Birbirinden farklı gibi görünen o zihniyet, birbirinin aynı olduğunu tamamlayıcı olduğunu ortaya konan tavırda gösterdiler. Takke düştü kel göründü, olay bu. Maskeler tek tek aşağı indi.

Büyük statüko ittifakı deşifre oldu. Aylardır MHP AK Parti hakkında ağza alınmayacak iddialarda bulunuyor. Türk siyasi tarihinde görülmemiş bir seviyesizlikle Ak Parti'ye iftiralar atıyor. Bizi terörle kol kola göstermeye çalışanlar, gerçek yüzlerini ortaya koydular. CHP'yle, BDP'yle birlikte oldular. İmralı'yla dahi aynı fikirde aynı yaklaşım içinde oldular.

CHP, MHP için önceleri ben bunlar ruh ikizidir diyorum, ben bu ikiliye, BDP'de katıldığı için artık onlara ‘ruh üçüzü' diyorum.

Kendilerine güvenmiyorlar.
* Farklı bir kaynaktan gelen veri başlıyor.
impl UeSync {
    /// Create a driver reading from `source`
    pub fn new(config: UeSyncConfig, source: Box<dyn SampleSource>) -> Result<Self, LayerError> {
        validate_fft_size(config.fft_size)?;
        let n = config.fft_size;
        let sf_len = Numerology::new(n, CyclicPrefixKind::Normal)?
            .subframe_len()
            .max(Numerology::new(n, CyclicPrefixKind::Extended)?.subframe_len());

        if config.nof_recv_sf == 0 || config.nof_avg_find_frames == 0 || config.max_lost == 0 {
            return Err(LayerError::InvalidConfiguration(
                "nof_recv_sf, nof_avg_find_frames and max_lost must be at least 1".to_string(),
            ));
        }
        if config.track_window < 2 || n + config.track_window > sf_len {
            return Err(LayerError::InvalidConfiguration(format!(
                "track window {} outside 2..={}",
                config.track_window,
                sf_len - n
            )));
        }
        if !(config.sfo_ema_alpha > 0.0 && config.sfo_ema_alpha <= 1.0) {
            return Err(LayerError::InvalidConfiguration(format!(
                "SFO EMA alpha {} outside (0, 1]",
                config.sfo_ema_alpha
            )));
        }

        let candidates: Vec<u8> = match config.n_id_2 {
            Some(n_id_2) if n_id_2 > CellIdentity::MAX_NID_2 => return Err(LayerError::InvalidNid2(n_id_2)),
            Some(n_id_2) => vec![n_id_2],
            None => (0..=CellIdentity::MAX_NID_2).collect(),
        };

        let window = config.nof_recv_sf * sf_len;
        let find_config = SyncConfig {
            fft_size: n,
            frame_size: window,
            max_timing_search_window: window,
            decimation_factor: config.find_decimation,
            peak_threshold: config.find_threshold,
            cfo_integer_enable: config.find_cfo.integer,
            cfo_cp_enable: config.find_cfo.cyclic_prefix,
            cfo_pss_enable: config.find_cfo.pss,
            cfo_ema_alpha: config.cfo_ema_alpha,
            detect_cp: config.detect_cp,
            cp: config.cp,
            detect_duplex_mode: config.detect_duplex_mode,
            duplex_mode: config.duplex_mode,
            ..SyncConfig::default()
        };
        let find = candidates
            .into_iter()
            .map(|n_id_2| Ok((n_id_2, Synchronizer::new(find_config.clone())?)))
            .collect::<Result<Vec<_>, LayerError>>()?;

        let track = Synchronizer::new(SyncConfig {
            fft_size: n,
            frame_size: sf_len,
            max_timing_search_window: n + config.track_window,
            peak_threshold: config.track_threshold,
            cfo_integer_enable: config.track_cfo.integer,
            cfo_cp_enable: config.track_cfo.cyclic_prefix,
            cfo_pss_enable: config.track_cfo.pss,
            cfo_ema_alpha: config.cfo_ema_alpha,
            detect_cp: false,
            cp: config.cp,
            detect_duplex_mode: false,
            duplex_mode: config.duplex_mode,
            ..SyncConfig::default()
        })?;

        info!(
            "UE sync: N={}, window {} subframes, {} N_id_2 hypotheses, K={}",
            n,
            config.nof_recv_sf,
            find.len(),
            config.nof_avg_find_frames
        );

        Ok(Self {
            source,
            agc: None,
            find,
            track,
            sf_len,
            find_buffer: vec![Complex32::new(0.0, 0.0); window],
            raw: vec![Complex32::new(0.0, 0.0); sf_len],
            output: vec![Complex32::new(0.0, 0.0); sf_len],
            state: DriverState::Searching,
            cell: CellIdentity::unknown(),
            cp: config.cp,
            duplex_mode: config.duplex_mode,
            candidate: None,
            next_subframe: 0,
            current_subframe: 0,
            pending_offset: 0,
            offset_tracker: SampleOffsetTracker::new(config.sample_offset_correct_period, config.sfo_ema_alpha),
            lost_count: 0,
            rx_samples: 0,
            stats: UeSyncStats::default(),
            config,
        })
    }

    /// Attach a gain control driven by the receive AGC loop
    pub fn set_agc(&mut self, control: Box<dyn AgcControl>) -> Result<(), LayerError> {
        let agc = RxAgc::new(self.config.agc.clone().unwrap_or_default(), control.as_ref())?;
        self.agc = Some((agc, control));
        Ok(())
    }

    /// Process the next window (searching) or subframe (tracking).
    ///
    /// Any error resets the driver to searching.
    pub fn next_subframe(&mut self) -> Result<UeSyncEvent, LayerError> {
        let result = match self.state {
            DriverState::Searching => self.search(),
            DriverState::Tracking => self.track(),
        };
        if let Err(e) = &result {
            warn!("UE sync error in {:?}: {}", self.state, e);
            self.reset();
        }
        result
    }

    fn search(&mut self) -> Result<UeSyncEvent, LayerError> {
        receive_exact(self.source.as_mut(), &mut self.find_buffer, &mut self.rx_samples)?;
        if let Some((agc, control)) = &mut self.agc {
            agc.process(&self.find_buffer, control.as_mut())?;
        }
        self.stats.windows_searched += 1;

        let mut best: Option<(usize, SyncFindOutcome)> = None;
        let mut best_psr = f32::MIN;
        for (i, (n_id_2, sync)) in self.find.iter_mut().enumerate() {
            let outcome = sync.find(&self.find_buffer, *n_id_2, 0)?;
            if outcome != SyncFindOutcome::NotFound && sync.last_psr() > best_psr {
                best_psr = sync.last_psr();
                best = Some((i, outcome));
            }
        }

        let Some((index, outcome)) = best else {
            self.candidate = None;
            return Ok(UeSyncEvent::Searching);
        };
        self.stats.last_psr = best_psr;

        let found = match outcome {
            SyncFindOutcome::Found(found) if found.sss_detected => found,
            SyncFindOutcome::FoundButNoSpace { peak_position } => {
                debug!("PSS at {} too close to the window start, dropping half a window", peak_position);
                self.discard(self.find_buffer.len() / 2)?;
                self.find[index].1.reset();
                self.stats.realignments += 1;
                self.candidate = None;
                return Ok(UeSyncEvent::Searching);
            }
            _ => {
                self.candidate = None;
                return Ok(UeSyncEvent::Searching);
            }
        };

        let n_id_2 = self.find[index].0;
        let cell = CellIdentity::new(found.n_id_1, n_id_2)?;
        let count = match self.candidate {
            Some((previous, count)) if previous == cell => count + 1,
            _ => 1,
        };
        self.candidate = Some((cell, count));
        self.stats.find_hits += 1;
        debug!(
            "Search window: {} at {} (PSR {:.2}), {}/{} consecutive",
            cell, found.peak_position, found.psr, count, self.config.nof_avg_find_frames
        );
        if count < self.config.nof_avg_find_frames {
            return Ok(UeSyncEvent::Searching);
        }

        // Skip to the next subframe boundary
        let numerology = Numerology::new(self.config.fft_size, found.cp)?;
        let sf_len = numerology.subframe_len() as i64;
        let window = self.find_buffer.len() as i64;
        let subframe_start = found.peak_position as i64 - numerology.pss_end_in_subframe(found.duplex_mode) as i64;
        let skip = (subframe_start - window).rem_euclid(sf_len);
        let elapsed = ((window + skip - subframe_start) / sf_len) as u32;

        self.next_subframe = (found.subframe_index + elapsed) % common::time::SUBFRAMES_PER_FRAME;
        self.pending_offset = skip;
        self.cell = cell;
        self.cp = found.cp;
        self.duplex_mode = found.duplex_mode;
        let cfo = *self.find[index].1.cfo_state();
        self.track.reset();
        self.track.copy_cfo_from(&cfo);
        self.track.set_cp(found.cp);
        self.track.set_duplex_mode(found.duplex_mode);
        self.offset_tracker.reset();
        self.lost_count = 0;
        self.candidate = None;
        self.state = DriverState::Tracking;

        info!(
            "Cell found: {}, CP {}, {}, CFO {:.1} Hz, next subframe {} after skipping {} samples",
            cell,
            self.cp,
            self.duplex_mode,
            cfo.combined_hz(),
            self.next_subframe,
            skip
        );
        Ok(UeSyncEvent::CellFound(cell))
    }

    fn track(&mut self) -> Result<UeSyncEvent, LayerError> {
        let sf_len = self.sf_len;
        let offset = std::mem::take(&mut self.pending_offset);
        if offset > 0 {
            self.discard(offset as usize)?;
            receive_exact(self.source.as_mut(), &mut self.raw, &mut self.rx_samples)?;
        } else if offset < 0 {
            let reuse = (offset.unsigned_abs() as usize).min(sf_len);
            self.raw.copy_within(sf_len - reuse.., 0);
            receive_exact(self.source.as_mut(), &mut self.raw[reuse..], &mut self.rx_samples)?;
        } else {
            receive_exact(self.source.as_mut(), &mut self.raw, &mut self.rx_samples)?;
        }

        let mut sf_idx = self.next_subframe;
        if self.duplex_mode.is_pss_subframe(sf_idx) {
            if let Some((agc, control)) = &mut self.agc {
                agc.process(&self.raw, control.as_mut())?;
            }

            let pss_end = self.track.numerology().pss_end_in_subframe(self.duplex_mode);
            let search_offset = pss_end.saturating_sub(self.config.fft_size + self.config.track_window / 2);
            let outcome = self.track.find(&self.raw, self.cell.n_id_2, search_offset)?;
            self.stats.last_psr = self.track.last_psr();

            if let SyncFindOutcome::Found(found) = outcome {
                if self.config.decode_sss_on_track && found.sss_detected && found.subframe_index != sf_idx {
                    warn!(
                        "SSS reports subframe {} while tracking subframe {}, resyncing",
                        found.subframe_index, sf_idx
                    );
                    sf_idx = found.subframe_index;
                }
            }

            match outcome.peak_position() {
                Some(peak) => {
                    self.lost_count = 0;
                    self.stats.track_ok += 1;
                    let measured = peak as i64 - pss_end as i64;
                    if let Some(correction) = self.offset_tracker.update(measured) {
                        self.pending_offset = correction;
                        if correction != 0 {
                            self.stats.offset_corrections += 1;
                            info!(
                                "Sample offset correction {} (mean {:.2}, SFO {:.1} samples/s)",
                                correction,
                                self.offset_tracker.mean_offset,
                                self.offset_tracker.sfo_hz()
                            );
                        }
                    }
                }
                None => {
                    self.lost_count += 1;
                    self.stats.track_lost += 1;
                    debug!(
                        "PSS missed in subframe {} ({}/{})",
                        sf_idx, self.lost_count, self.config.max_lost
                    );
                    if self.lost_count >= self.config.max_lost {
                        info!("Cell {} lost after {} missed PSS", self.cell, self.lost_count);
                        self.stats.cells_lost += 1;
                        self.reset();
                        return Ok(UeSyncEvent::CellLost);
                    }
                }
            }
        }

        self.output.copy_from_slice(&self.raw);
        if self.config.cfo_correct_track {
            let cfo = self.track.cfo_state().combined_hz_norm();
            let start = self.rx_samples - sf_len as u64;
            apply_frequency_shift(&mut self.output, -cfo, self.config.fft_size, start);
        }

        self.current_subframe = sf_idx;
        self.next_subframe = (sf_idx + 1) % common::time::SUBFRAMES_PER_FRAME;
        self.stats.subframes_delivered += 1;
        Ok(UeSyncEvent::Subframe(sf_idx))
    }

    /// Read and drop `count` samples
    fn discard(&mut self, mut count: usize) -> Result<(), LayerError> {
        while count > 0 {
            let chunk = count.min(self.raw.len());
            receive_exact(self.source.as_mut(), &mut self.raw[..chunk], &mut self.rx_samples)?;
            count -= chunk;
        }
        Ok(())
    }

    /// Return to searching and forget all acquisition state
    pub fn reset(&mut self) {
        for (_, sync) in &mut self.find {
            sync.reset();
        }
        self.track.reset();
        if let Some((agc, _)) = &mut self.agc {
            agc.reset();
        }
        self.state = DriverState::Searching;
        self.cell = CellIdentity::unknown();
        self.cp = self.config.cp;
        self.duplex_mode = self.config.duplex_mode;
        self.candidate = None;
        self.next_subframe = 0;
        self.current_subframe = 0;
        self.pending_offset = 0;
        self.offset_tracker.reset();
        self.lost_count = 0;
    }

    /// Last delivered subframe (valid after [`UeSyncEvent::Subframe`])
    pub fn aligned_window(&self) -> &[Complex32] {
        &self.output
    }

    /// Acquired cell, unresolved while searching
    pub fn cell(&self) -> CellIdentity {
        self.cell
    }

    /// CP length in use
    pub fn cp(&self) -> CyclicPrefixKind {
        self.cp
    }

    /// Duplex mode in use
    pub fn duplex_mode(&self) -> DuplexMode {
        self.duplex_mode
    }

    /// Current CFO estimate in Hz
    pub fn cfo_hz(&self) -> f32 {
        self.track.cfo_hz()
    }

    /// Index of the last delivered subframe
    pub fn subframe_index(&self) -> u32 {
        self.current_subframe
    }

    /// Current state
    pub fn state(&self) -> DriverState {
        self.state
    }

    /// Sample-clock offset in samples per second
    pub fn sfo_hz(&self) -> f32 {
        self.offset_tracker.sfo_hz()
    }

    /// PSS timing tracker
    pub fn offset_tracker(&self) -> &SampleOffsetTracker {
        &self.offset_tracker
    }

    /// Statistics
    pub fn stats(&self) -> &UeSyncStats {
        &self.stats
    }

    /// Settings
    pub fn config(&self) -> &UeSyncConfig {
        &self.config
    }
}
Hani demokrattınız, hani özgürdünüz. Özgür iradenizi sandığa yansıtamadınız.

Çeşitli hilelere biz de başvursaydık böyle olsaydı. Biz milletvekillerimizin özgür iradesi kullanmasını istiyoruz

Ak Parti kadrosu milletine sahip çıkma gururunu yaşıyor. Millet emanetini tek başına omuzladık.

Sadece bize oy verenler değil, oy vermeyenler de alkışlıyor.

Milletvekillerimizi takip etmedik. Onları hü iradelerinle baş başa bıraktık. Biz arkadaşlarımıza şunu söyledik: İnanmadığınız şeyleri söyleyin, yeni düzenlemelere gidelim.

Ama onlar böyle bir şey yapmadılar. Hep aynı şeyi çevirdiler. Dertleri zamandan çalmaktı. Bu parlamentoda zamandan çalmanın saygısızlık, haksızlık olduğunu düşünmediler.

Netice ortada. Hak tecelli etti. Onlar emirle hareket ettiler. Kendilerine güvendikleri gibi arkadaşlarına da inanmadılar. Biz halkımıza, halkımız bizer güvendi. Dün akşam sonuç alındı.

Gittiğim her ülkede yurttaşlarımla karşılaştım. Onların bulundukları ülkede gururla yaşadıklarını gördüm.

New York'ta bir taksi şoförünün başını uzatarak "Sizinle gurur duyuyoruz Başbakanım" demesini keşke duyabilseydiniz.

Keşke Lübnan'da sokağa asılmış pankartı görebilseydiniz.

Bütün bunların sahibi sizlersiniz.

Bundan 7-8 yıl önce çocuklara oyuncak verdiğimde şaşkın şaşkın oyuncağı inceliyorlardı. O çocuklar şimdi dizüstü bilgisayar istiyor.

Dün bir kez daha duydum. Bu gururu bana yaşatan, hayır duasını eksik etmeyen arkadaşlarıma ve halkıma teşekkür ediyorum.

Hakkari'de bir Kürt teyzenin bana söylediklerini unutamıyorum. Tesbih çekiyordum diyor, ev sallanmaya başladı diyor, o sırada da size dua ediyordum diyor. Sonra siz geldiniz diyor. 90 yaşında.

Gönül huzuru içindeyiz. Biz emanete sahip çıkmanın rahatlığı içerisindeyiz.

Yollara döküleceğiz. Halkımıza anlatacağız. Son kararı aziz milletimiz verecek. Artık emanet asıl sahibinde. Biz sadece bir yol açtık. Bu değişikliğin bize ne kazandıracağını anlatacağız. Herkese sabırla, nezaketle anlatacağız.

Son 2 haftadır TBMM'de kasıtlı estirilen gerilim rüzgarları sizleri siyasetten uzaklaştırmasın. Muhalefet bir kez daha seviyeyi aşağıya çekti. Muhalefet siyasete itibar kaybettirmek için elinden geleni yaptı. Hiçbir kavgaya taraf olmadık. İftiralara sabırla cevap verdik. Onlar kavga çıkarttı, biz aklı selim ortaya çalıştık.

Görüşmeleri TV'den izleyen vatandaşlarımız AK Parti'nin yapıcı üslubuyla diğer tarafın yıkıcı üslubunun arasındaki farkı görmüşlerdir. Gençlere yıllarca bu ülkede güvenilmedi. Siyasetin yolu açılmadı. Ama biz gençlere siyasetin yolunu açtık. 25 yaşa kadar bunu indirdik. Bizim geçtiğimiz zorlu yollardan gençlerimiz yürüsün onlar daha iyi eğitim alsın istedik.